(Provided data Opens)
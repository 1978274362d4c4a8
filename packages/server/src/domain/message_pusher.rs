//! Outbound delivery abstraction.
//!
//! The domain only knows that a notification can be pushed to one connection
//! or fanned out to many. The WebSocket implementation lives in the
//! infrastructure layer.

use async_trait::async_trait;
use tokio::sync::mpsc;

use super::{ConnectionId, MessagePushError, Notification};

/// Per-connection outbound queue (encoded frames).
pub type PusherChannel = mpsc::UnboundedSender<String>;

/// Delivers notifications to live connections.
#[cfg_attr(test, mockall::automock)]
#[async_trait]
pub trait MessagePusher: Send + Sync {
    /// Register the outbound queue of a connection
    async fn register_connection(&self, connection_id: ConnectionId, sender: PusherChannel);

    /// Drop the outbound queue of a connection (no-op if unknown)
    async fn unregister_connection(&self, connection_id: &ConnectionId);

    /// Push a notification to one connection
    async fn push_to(
        &self,
        connection_id: &ConnectionId,
        notification: &Notification,
    ) -> Result<(), MessagePushError>;

    /// Push a notification to every target.
    ///
    /// A failure for one target must not prevent delivery to the others.
    /// Returns the number of targets the notification was handed to.
    async fn broadcast(
        &self,
        targets: &[ConnectionId],
        notification: &Notification,
    ) -> Result<usize, MessagePushError>;
}
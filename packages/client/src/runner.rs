//! Client execution logic with reconnection support.

use std::time::Duration;

use crate::{
    domain::{should_attempt_reconnect, should_exit_immediately},
    error::ClientError,
    session::run_client_session,
};

const MAX_RECONNECT_ATTEMPTS: u32 = 5;
const RECONNECT_INTERVAL_SECS: u64 = 5;

/// Where to connect and who to present as.
#[derive(Debug, Clone)]
pub struct ClientOptions {
    pub url: String,
    pub channel_id: String,
    pub name: String,
    pub user_id: Option<i64>,
    pub email: Option<String>,
}

/// Run the WebSocket client with reconnection logic
///
/// Every reconnect rejoins the configured channel.
pub async fn run_client(options: ClientOptions) -> Result<(), ClientError> {
    let mut reconnect_count = 0;

    loop {
        tracing::info!(
            "Attempting to connect to {} as '{}' (attempt {}/{})",
            options.url,
            options.name,
            reconnect_count + 1,
            MAX_RECONNECT_ATTEMPTS
        );

        match run_client_session(&options).await {
            Ok(()) => {
                tracing::info!("Client session ended normally");
                return Ok(());
            }
            Err(e) if should_exit_immediately(&e) => {
                tracing::error!("{}", e);
                return Err(e);
            }
            Err(e) => {
                tracing::warn!("Connection lost: {}", e);
                reconnect_count += 1;

                if !should_attempt_reconnect(&e, reconnect_count, MAX_RECONNECT_ATTEMPTS) {
                    tracing::error!(
                        "Failed to reconnect after {} attempts. Exiting.",
                        MAX_RECONNECT_ATTEMPTS
                    );
                    return Err(e);
                }

                tracing::info!(
                    "Reconnecting in {} seconds... (attempt {}/{})",
                    RECONNECT_INTERVAL_SECS,
                    reconnect_count + 1,
                    MAX_RECONNECT_ATTEMPTS
                );

                tokio::time::sleep(Duration::from_secs(RECONNECT_INTERVAL_SECS)).await;
            }
        }
    }
}
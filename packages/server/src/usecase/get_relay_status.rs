//! UseCase: リレー状態の参照（ヘルスチェック / デバッグ用スナップショット）
//!
//! 読み取り専用のため EventLoop のターンは取らない。

use std::sync::Arc;

use relay_shared::time::Clock;

use crate::domain::{ChannelRoster, RelayRepository, Timestamp};

use super::{error::RelayError, require_channel_id};

/// Liveness snapshot.
#[derive(Debug, Clone, PartialEq, Eq)]
pub struct RelayHealth {
    pub connections: usize,
    pub channels: usize,
    pub server_time: Timestamp,
}

/// リレー状態参照のユースケース
pub struct GetRelayStatusUseCase {
    repository: Arc<dyn RelayRepository>,
    clock: Arc<dyn Clock>,
}

impl GetRelayStatusUseCase {
    pub fn new(repository: Arc<dyn RelayRepository>, clock: Arc<dyn Clock>) -> Self {
        Self { repository, clock }
    }

    pub async fn health(&self) -> RelayHealth {
        RelayHealth {
            connections: self.repository.count_connections().await,
            channels: self.repository.count_channels().await,
            server_time: Timestamp::new(self.clock.now_millis()),
        }
    }

    /// Every channel with its members, ordered by channel id.
    pub async fn channel_rosters(&self) -> Vec<ChannelRoster> {
        self.repository.rosters().await
    }

    /// One channel's members. Unknown channels yield an empty roster.
    pub async fn channel_roster(&self, channel_id: String) -> Result<ChannelRoster, RelayError> {
        let channel_id = require_channel_id(Some(channel_id))?;
        Ok(self.repository.roster(&channel_id).await)
    }

    pub async fn connection_count(&self) -> usize {
        self.repository.count_connections().await
    }

    /// Whether the registry and the membership index agree.
    pub async fn is_consistent(&self) -> bool {
        self.repository.is_consistent().await
    }
}
//! UseCase: チャンネル参加処理
//!
//! ## テスト実装の作業記録
//!
//! ### 何をテストしているか
//! - JoinChannelUseCase::execute() メソッド
//! - メンバーシップの更新、channel_joined の返信、user_joined のブロードキャスト
//!
//! ### なぜこのテストが必要か
//! - 参加者本人には channel_joined、他のメンバーには user_joined という通知先の区別
//! - 再参加（すでにメンバー）の場合に user_joined を重複送信しないこと
//!
//! ### どのような状況を想定しているか
//! - 正常系：最初のメンバー、2 人目のメンバー
//! - 異常系：channel_id の欠落・空文字、未登録の接続
//! - エッジケース：同じチャンネルへの再参加

use std::sync::Arc;

use relay_shared::time::Clock;

use crate::domain::{
    ConnectionId, IdentityClaims, JoinOutcome, MessagePusher, Notification, PresenceChange,
    RelayRepository, Timestamp,
};

use super::{error::RelayError, event_loop::EventLoop, require_channel_id};

/// チャンネル参加のユースケース
pub struct JoinChannelUseCase {
    repository: Arc<dyn RelayRepository>,
    message_pusher: Arc<dyn MessagePusher>,
    event_loop: Arc<EventLoop>,
    clock: Arc<dyn Clock>,
}

impl JoinChannelUseCase {
    pub fn new(
        repository: Arc<dyn RelayRepository>,
        message_pusher: Arc<dyn MessagePusher>,
        event_loop: Arc<EventLoop>,
        clock: Arc<dyn Clock>,
    ) -> Self {
        Self {
            repository,
            message_pusher,
            event_loop,
            clock,
        }
    }

    /// チャンネルに参加
    ///
    /// # Arguments
    ///
    /// * `connection_id` - 参加する接続
    /// * `channel_id` - クライアントが指定したチャンネル ID（未検証）
    /// * `identity` - クライアントが名乗るユーザー情報（検証しない）
    ///
    /// # Returns
    ///
    /// * `Ok(JoinOutcome)` - 参加後のメンバー数など
    /// * `Err(RelayError)` - channel_id が不正、または接続が未登録
    pub async fn execute(
        &self,
        connection_id: &ConnectionId,
        channel_id: Option<String>,
        identity: Option<IdentityClaims>,
    ) -> Result<JoinOutcome, RelayError> {
        let channel_id = require_channel_id(channel_id)?;

        let _turn = self.event_loop.turn().await;

        // 1. メンバーシップを更新（identity もここで付与）
        let outcome = self
            .repository
            .join_channel(channel_id, connection_id, identity)
            .await?;
        let timestamp = Timestamp::new(self.clock.now_millis());

        // 2. 参加者本人に channel_joined
        let joined = Notification::ChannelJoined {
            channel_id: outcome.channel_id.clone(),
            timestamp,
            active_members: outcome.active_members,
        };
        if let Err(e) = self.message_pusher.push_to(connection_id, &joined).await {
            tracing::warn!("Failed to send channel_joined to '{}': {}", connection_id, e);
        }

        // 3. 他のメンバーに user_joined（再参加なら送らない）
        if outcome.newly_joined && !outcome.others.is_empty() {
            let presence = Notification::UserJoined(PresenceChange {
                channel_id: outcome.channel_id.clone(),
                connection_id: connection_id.clone(),
                user: outcome.identity.clone(),
                timestamp,
                active_members: outcome.active_members,
            });
            if let Err(e) = self
                .message_pusher
                .broadcast(&outcome.others, &presence)
                .await
            {
                tracing::warn!(
                    "Failed to broadcast user_joined in '{}': {}",
                    outcome.channel_id,
                    e
                );
            }
        }

        tracing::info!(
            "Connection '{}' ({}) joined channel '{}' ({} active)",
            connection_id,
            outcome
                .identity
                .as_ref()
                .map_or_else(|| "anonymous".to_string(), IdentityClaims::label),
            outcome.channel_id,
            outcome.active_members
        );
        Ok(outcome)
    }
}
(Provided data Closes)
Task instructions >> Return every line of the records in which the word "IdentityClaims" is found.

Finished exercise >>
    ConnectionId, IdentityClaims, JoinOutcome, MessagePusher, Notification, PresenceChange,
        identity: Option<IdentityClaims>,
                .map_or_else(|| "anonymous".to_string(), IdentityClaims::label),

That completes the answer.